Exercise goal → Nothing in the records may be dropped or altered when you repeat them.

(Stored data)
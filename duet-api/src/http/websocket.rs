//! Signaling WebSocket handler
//!
//! Each connection gets a bounded outbound queue drained by a writer task.
//! Inbound frames are decoded and handed to the relay one at a time, in
//! arrival order. When the socket closes, for any reason, the connection is
//! removed from its room so the remaining member learns of it.

use axum::{
    extract::{
        ws::{Message, WebSocket},
        State, WebSocketUpgrade,
    },
    response::IntoResponse,
};
use futures::{SinkExt, StreamExt};
use tokio::sync::mpsc;
use tracing::{debug, error, info, warn};

use crate::http::AppState;
use duet_core::{ClientMessage, ServerMessage};
use duet_hub::ConnectionHandle;

/// Upgrade `GET /ws` to a signaling socket
pub async fn websocket_handler(
    State(state): State<AppState>,
    ws: WebSocketUpgrade,
) -> impl IntoResponse {
    ws.max_message_size(state.config.signaling.max_message_size)
        .on_upgrade(move |socket| handle_socket(socket, state))
}

async fn handle_socket(socket: WebSocket, state: AppState) {
    let (tx, mut rx) = mpsc::channel::<ServerMessage>(state.config.signaling.outbound_buffer);
    let conn = ConnectionHandle::new(tx);
    let connection_id = conn.id.clone();

    info!(connection_id = %connection_id, "WebSocket connection established");

    let (mut ws_sink, mut ws_stream) = socket.split();

    // Server events -> WebSocket
    let writer_id = connection_id.clone();
    let writer = tokio::spawn(async move {
        while let Some(event) = rx.recv().await {
            let text = match serde_json::to_string(&event) {
                Ok(text) => text,
                Err(e) => {
                    error!(connection_id = %writer_id, error = %e, "Failed to encode event");
                    continue;
                }
            };
            if let Err(e) = ws_sink.send(Message::Text(text.into())).await {
                debug!(connection_id = %writer_id, error = %e, "WebSocket send failed");
                break;
            }
        }
    });

    // WebSocket -> relay
    while let Some(frame) = ws_stream.next().await {
        match frame {
            Ok(Message::Text(text)) => match serde_json::from_str::<ClientMessage>(text.as_str()) {
                Ok(message) => {
                    debug!(
                        connection_id = %connection_id,
                        event_type = message.event_type(),
                        room_id = %message.room_id(),
                        "Received signaling event"
                    );
                    state.relay.dispatch(&conn, message);
                }
                Err(e) => {
                    warn!(connection_id = %connection_id, error = %e, "Ignoring malformed frame");
                }
            },
            Ok(Message::Close(_)) => break,
            Ok(_) => {
                // Binary, ping and pong frames carry no signaling
            }
            Err(e) => {
                debug!(connection_id = %connection_id, error = %e, "WebSocket receive error");
                break;
            }
        }
    }

    state.relay.disconnect(&connection_id);
    drop(conn);
    writer.abort();

    info!(connection_id = %connection_id, "WebSocket connection closed");
}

Worked solution →
filename duet-api/src/http/websocket.rs
//! Signaling WebSocket handler
//!
//! Each connection gets a bounded outbound queue drained by a writer task.
//! Inbound frames are decoded and handed to the relay one at a time, in
//! arrival order. When the socket closes, for any reason, the connection is
//! removed from its room so the remaining member learns of it.

use axum::{
    extract::{
        ws::{Message, WebSocket},
        State, WebSocketUpgrade,
    },
    response::IntoResponse,
};
use futures::{SinkExt, StreamExt};
use tokio::sync::mpsc;
use tracing::{debug, error, info, warn};

use crate::http::AppState;
use duet_core::{ClientMessage, ServerMessage};
use duet_hub::ConnectionHandle;

/// Upgrade `GET /ws` to a signaling socket
pub async fn websocket_handler(
    State(state): State<AppState>,
    ws: WebSocketUpgrade,
) -> impl IntoResponse {
    ws.max_message_size(state.config.signaling.max_message_size)
        .on_upgrade(move |socket| handle_socket(socket, state))
}

async fn handle_socket(socket: WebSocket, state: AppState) {
    let (tx, mut rx) = mpsc::channel::<ServerMessage>(state.config.signaling.outbound_buffer);
    let conn = ConnectionHandle::new(tx);
    let connection_id = conn.id.clone();

    info!(connection_id = %connection_id, "WebSocket connection established");

    let (mut ws_sink, mut ws_stream) = socket.split();

    // Server events -> WebSocket
    let writer_id = connection_id.clone();
    let writer = tokio::spawn(async move {
        while let Some(event) = rx.recv().await {
            let text = match serde_json::to_string(&event) {
                Ok(text) => text,
                Err(e) => {
                    error!(connection_id = %writer_id, error = %e, "Failed to encode event");
                    continue;
                }
            };
            if let Err(e) = ws_sink.send(Message::Text(text.into())).await {
                debug!(connection_id = %writer_id, error = %e, "WebSocket send failed");
                break;
            }
        }
    });

    // WebSocket -> relay
    while let Some(frame) = ws_stream.next().await {
        match frame {
            Ok(Message::Text(text)) => match serde_json::from_str::<ClientMessage>(text.as_str()) {
                Ok(message) => {
                    debug!(
                        connection_id = %connection_id,
                        event_type = message.event_type(),
                        room_id = %message.room_id(),
                        "Received signaling event"
                    );
                    state.relay.dispatch(&conn, message);
                }
                Err(e) => {
                    warn!(connection_id = %connection_id, error = %e, "Ignoring malformed frame");
                }
            },
            Ok(Message::Close(_)) => break,
            Ok(_) => {
                // Binary, ping and pong frames carry no signaling
            }
            Err(e) => {
                debug!(connection_id = %connection_id, error = %e, "WebSocket receive error");
                break;
            }
        }
    }

    state.relay.disconnect(&connection_id);
    drop(conn);
    writer.abort();

    info!(connection_id = %connection_id, "WebSocket connection closed");
}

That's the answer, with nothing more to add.